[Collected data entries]
//! 检测器 (Detector)
//! 职责: 采集线程读帧 → 单槽帧队列 → 检测线程 (检测 → 跟踪 → 计数 → 发布快照)
//!
//! 跟踪器与计数器只由检测线程持有和修改; 其他线程通过
//! `DetectionCache` 快照和共享事件日志读取结果。

use std::sync::atomic::{AtomicBool, AtomicU64, Ordering};
use std::sync::Arc;
use std::thread::{self, JoinHandle};
use std::time::{Duration, Instant};

use chrono::FixedOffset;
use crossbeam_channel::{Receiver, RecvTimeoutError, Sender, TrySendError};
use image::RgbImage;
use serde::Serialize;

use super::cache::{DetectionCache, FrameSlot};
use super::stats::{Counters, DetectionRateStats, LogRecord, SharedEventLog};
use super::tracker::{PersonTracker, TrackingStats};
use super::types::{DetectionSnapshot, Frame, Timestamp};
use crate::config::CounterConfig;
use crate::error::Result;
use crate::input::VideoSource;
use crate::models::DetectionAdapter;
use crate::renderer;

/// 每N帧统计一次采集FPS
const FPS_SAMPLE_FRAMES: u64 = 60;
/// 每N个检测周期输出一次性能日志
const PERF_LOG_CYCLES: u64 = 60;
/// 检测线程等待新帧的超时
const FRAME_WAIT: Duration = Duration::from_millis(10);

/// 性能统计
#[derive(Clone, Debug, PartialEq, Serialize)]
pub struct PerformanceStats {
    pub capture_fps: f64,
    /// 读帧失败次数 (累计)
    pub capture_failures: u64,
    pub detection_fps_target: u32,
    pub person_detector_available: bool,
    pub face_detector_available: bool,
    pub current_people: usize,
    pub current_faces: usize,
    pub log_size: usize,
    pub detection_rate: DetectionRateStats,
    pub tracking: TrackingStats,
}

/// 采集FPS (f64 按位存入原子变量)
#[derive(Default)]
struct FpsGauge(AtomicU64);

impl FpsGauge {
    fn set(&self, fps: f64) {
        self.0.store(fps.to_bits(), Ordering::Relaxed);
    }

    fn get(&self) -> f64 {
        f64::from_bits(self.0.load(Ordering::Relaxed))
    }
}

pub struct Detector {
    config: CounterConfig,
    offset: FixedOffset,
    session_start: Timestamp,
    person_available: bool,
    face_available: bool,

    running: Arc<AtomicBool>,
    cache: Arc<DetectionCache>,
    frames: Arc<FrameSlot>,
    capture_fps: Arc<FpsGauge>,
    capture_failures: Arc<AtomicU64>,
    event_log: SharedEventLog,

    workers: Vec<JoinHandle<()>>,
    done_rx: Receiver<&'static str>,
}

impl Detector {
    /// 启动采集线程和检测线程
    pub fn start(
        config: CounterConfig,
        source: Box<dyn VideoSource>,
        adapter: DetectionAdapter,
    ) -> Result<Self> {
        config.validate()?;
        log::info!("🔍 检测模块启动, 输入源: {}", source.name());

        let offset = config.clock_offset();
        let session_start = crate::now_in(offset);
        let tracker = PersonTracker::new(&config, session_start);
        let counters = Counters::new(&config);

        let running = Arc::new(AtomicBool::new(true));
        let cache = Arc::new(DetectionCache::new());
        let frames = Arc::new(FrameSlot::new());
        let capture_fps = Arc::new(FpsGauge::default());
        let capture_failures = Arc::new(AtomicU64::new(0));
        let event_log = counters.event_log();
        let person_available = adapter.person_available();
        let face_available = adapter.face_available();

        // 单槽帧队列: 检测线程总是处理最新帧
        let (frame_tx, frame_rx) = crossbeam_channel::bounded::<Frame>(1);
        let (done_tx, done_rx) = crossbeam_channel::unbounded();

        let capture = CaptureWorker {
            source,
            frame_tx,
            overflow_rx: frame_rx.clone(),
            frames: Arc::clone(&frames),
            capture_fps: Arc::clone(&capture_fps),
            failures: Arc::clone(&capture_failures),
            running: Arc::clone(&running),
            retry: Duration::from_millis(config.capture_retry_ms),
        };
        let detection = DetectionWorker {
            adapter,
            tracker,
            counters,
            frame_rx,
            cache: Arc::clone(&cache),
            capture_fps: Arc::clone(&capture_fps),
            running: Arc::clone(&running),
            interval: config.detection_interval(),
            offset,
        };

        let mut workers = Vec::with_capacity(2);
        let tx = done_tx.clone();
        workers.push(
            thread::Builder::new()
                .name("capture".into())
                .spawn(move || {
                    capture.run();
                    let _ = tx.send("capture");
                })?,
        );
        let tx = done_tx;
        let spawned = thread::Builder::new()
            .name("detection".into())
            .spawn(move || {
                detection.run();
                let _ = tx.send("detection");
            });
        match spawned {
            Ok(handle) => workers.push(handle),
            Err(e) => {
                running.store(false, Ordering::Release);
                return Err(e.into());
            }
        }

        Ok(Self {
            config,
            offset,
            session_start,
            person_available,
            face_available,
            running,
            cache,
            frames,
            capture_fps,
            capture_failures,
            event_log,
            workers,
            done_rx,
        })
    }

    /// 停止工作线程, 最多等待 `stop_timeout_ms`
    ///
    /// 正在进行的检测周期会执行完毕; 超时未退出的线程被分离。
    pub fn stop(&mut self) {
        if self.workers.is_empty() {
            return;
        }
        self.running.store(false, Ordering::Release);

        let deadline = Instant::now() + Duration::from_millis(self.config.stop_timeout_ms);
        let mut exited = 0;
        while exited < self.workers.len() {
            let remaining = deadline.saturating_duration_since(Instant::now());
            match self.done_rx.recv_timeout(remaining) {
                Ok(name) => {
                    log::debug!("工作线程已退出: {}", name);
                    exited += 1;
                }
                Err(_) => break,
            }
        }

        if exited == self.workers.len() {
            for handle in self.workers.drain(..) {
                let _ = handle.join();
            }
            log::info!("检测模块已停止");
        } else {
            log::warn!(
                "{}个工作线程未在{}ms内退出, 已分离",
                self.workers.len() - exited,
                self.config.stop_timeout_ms
            );
            self.workers.clear();
        }
    }

    pub fn is_running(&self) -> bool {
        self.running.load(Ordering::Acquire)
    }

    /// 是否已完成至少一个检测周期
    pub fn is_ready(&self) -> bool {
        self.cache.is_ready()
    }

    // ========== 查询接口 ==========

    pub fn get_current_count(&self) -> usize {
        self.cache.read().people_count
    }

    pub fn get_total_entries(&self) -> u64 {
        self.cache.read().total_entries
    }

    pub fn get_total_exits(&self) -> u64 {
        self.cache.read().total_exits
    }

    pub fn session_start(&self) -> Timestamp {
        self.session_start
    }

    pub fn get_session_duration(&self) -> chrono::Duration {
        self.now().signed_duration_since(self.session_start)
    }

    /// 最近 `limit` 条日志记录, 旧的在前、最新的在最后
    pub fn get_recent_events(&self, limit: usize) -> Vec<LogRecord> {
        self.event_log.read().recent(limit)
    }

    /// 完整的保留日志
    pub fn event_log(&self) -> Vec<LogRecord> {
        self.event_log.read().to_vec()
    }

    pub fn get_detection_rate_stats(&self) -> DetectionRateStats {
        self.cache.read().detection_rate
    }

    pub fn get_tracking_stats(&self) -> TrackingStats {
        let snapshot = self.cache.read();
        TrackingStats {
            total_entries: snapshot.total_entries,
            total_exits: snapshot.total_exits,
            current_persons: snapshot.people_count,
            session_start: self.session_start,
            session_duration: self.get_session_duration().num_milliseconds() as f64 / 1000.0,
        }
    }

    pub fn get_performance_stats(&self) -> PerformanceStats {
        let snapshot = self.cache.read();
        PerformanceStats {
            capture_fps: self.capture_fps(),
            capture_failures: self.capture_failures.load(Ordering::Relaxed),
            detection_fps_target: self.config.detection_fps,
            person_detector_available: self.person_available,
            face_detector_available: self.face_available,
            current_people: snapshot.people_count,
            current_faces: snapshot.faces_count,
            log_size: self.event_log.read().len(),
            detection_rate: snapshot.detection_rate,
            tracking: self.get_tracking_stats(),
        }
    }

    /// 最近一次发布的检测快照
    pub fn latest_detections(&self) -> Arc<DetectionSnapshot> {
        self.cache.read()
    }

    /// 最新采集帧 (不影响检测线程取帧)
    pub fn latest_frame(&self) -> Option<Frame> {
        self.frames.latest()
    }

    /// 最新帧 + 最近一次检测结果的标注画面
    pub fn annotated_frame(&self) -> RgbImage {
        let frame = self.latest_frame();
        renderer::annotate(
            frame.as_ref().map(|f| f.image.as_ref()),
            &self.cache.read(),
            self.capture_fps(),
        )
    }

    pub fn capture_fps(&self) -> f64 {
        self.capture_fps.get()
    }

    fn now(&self) -> Timestamp {
        crate::now_in(self.offset)
    }
}

impl Drop for Detector {
    fn drop(&mut self) {
        self.stop();
    }
}

// ========== 采集线程 ==========

struct CaptureWorker {
    source: Box<dyn VideoSource>,
    frame_tx: Sender<Frame>,
    overflow_rx: Receiver<Frame>,
    frames: Arc<FrameSlot>,
    capture_fps: Arc<FpsGauge>,
    failures: Arc<AtomicU64>,
    running: Arc<AtomicBool>,
    retry: Duration,
}

impl CaptureWorker {
    fn run(mut self) {
        let mut index = 0u64;
        let mut fps_count = 0u64;
        let mut fps_last = Instant::now();

        while self.running.load(Ordering::Acquire) {
            let Some(image) = self.source.read_frame() else {
                self.failures.fetch_add(1, Ordering::Relaxed);
                thread::sleep(self.retry);
                continue;
            };

            let frame = Frame {
                image: Arc::new(image),
                index,
                captured_at: Instant::now(),
            };
            index += 1;
            self.frames.store(frame.clone());

            // 队列满时丢弃旧帧
            match self.frame_tx.try_send(frame) {
                Ok(()) => {}
                Err(TrySendError::Full(frame)) => {
                    let _ = self.overflow_rx.try_recv();
                    let _ = self.frame_tx.try_send(frame);
                }
                Err(TrySendError::Disconnected(_)) => break,
            }

            fps_count += 1;
            if fps_count >= FPS_SAMPLE_FRAMES {
                let elapsed = fps_last.elapsed().as_secs_f64();
                if elapsed > 0.0 {
                    self.capture_fps.set(fps_count as f64 / elapsed);
                }
                fps_count = 0;
                fps_last = Instant::now();
            }
        }

        log::debug!("采集线程退出, 共 {} 帧 ({})", index, self.source.name());
    }
}

// ========== 检测线程 ==========

struct DetectionWorker {
    adapter: DetectionAdapter,
    tracker: PersonTracker,
    counters: Counters,
    frame_rx: Receiver<Frame>,
    cache: Arc<DetectionCache>,
    capture_fps: Arc<FpsGauge>,
    running: Arc<AtomicBool>,
    interval: Duration,
    offset: FixedOffset,
}

impl DetectionWorker {
    fn run(mut self) {
        let mut last_cycle: Option<Instant> = None;
        let mut cycle_time_total = Duration::ZERO;

        while self.running.load(Ordering::Acquire) {
            // 频率限制
            if let Some(last) = last_cycle {
                let elapsed = last.elapsed();
                if elapsed < self.interval {
                    thread::sleep(self.interval - elapsed);
                    continue;
                }
            }

            let frame = match self.frame_rx.recv_timeout(FRAME_WAIT) {
                Ok(frame) => frame,
                Err(RecvTimeoutError::Timeout) => continue,
                Err(RecvTimeoutError::Disconnected) => break,
            };
            let frame = self.frame_rx.try_iter().last().unwrap_or(frame);

            let started = Instant::now();
            last_cycle = Some(started);
            self.process(&frame);
            cycle_time_total += started.elapsed();

            let cycles = self.counters.cycles();
            if cycles % PERF_LOG_CYCLES == 0 {
                let avg_ms = cycle_time_total.as_secs_f64() * 1000.0 / PERF_LOG_CYCLES as f64;
                let rate = self.counters.rate();
                log::debug!(
                    "📊 检测周期 {} | 平均耗时 {:.1}ms | 当前 {} 人 | 进 {} 出 {} | {:.1} det/s",
                    cycles,
                    avg_ms,
                    self.counters.current_count(),
                    self.tracker.total_entries(),
                    self.tracker.total_exits(),
                    rate.detections_per_second(),
                );
                cycle_time_total = Duration::ZERO;
            }
        }

        log::debug!("检测线程退出, 共 {} 个周期", self.counters.cycles());
    }

    /// 一个检测周期: 检测 → 跟踪 → 计数 → 发布快照
    fn process(&mut self, frame: &Frame) {
        let detections = self.adapter.run(&frame.image);
        let now = crate::now_in(self.offset);

        let outcome = self.tracker.update_at(&detections.people, now);
        for entry in outcome.entries() {
            log::info!(
                "➡️  ENTRY {} (#{}) 当前 {} 人, 累计进入 {}",
                entry.slot,
                entry.person_id,
                entry.current_count,
                entry.total_entries
            );
        }
        for exit in outcome.exits() {
            log::info!(
                "⬅️  EXIT #{} 停留 {} 当前 {} 人, 累计离开 {}",
                exit.person_id,
                exit.duration_formatted,
                exit.current_count,
                exit.total_exits
            );
        }

        let faces_count = detections.faces.len();
        self.counters
            .record_cycle(outcome, &self.tracker, faces_count, now);

        self.cache.publish(DetectionSnapshot {
            people_count: self.counters.current_count(),
            faces_count,
            people_boxes: detections.people,
            face_boxes: detections.faces,
            total_entries: self.tracker.total_entries(),
            total_exits: self.tracker.total_exits(),
            cycle: self.counters.cycles(),
            detection_rate: self.counters.rate().stats(self.capture_fps.get()),
            last_update: Some(now),
            ready: true,
        });
    }
}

--- PROBLEM DETAILS ---
Collect the lines of the records that include the string "process".

--- ANSWER SPACE ---
            self.process(&frame);
    fn process(&mut self, frame: &Frame) {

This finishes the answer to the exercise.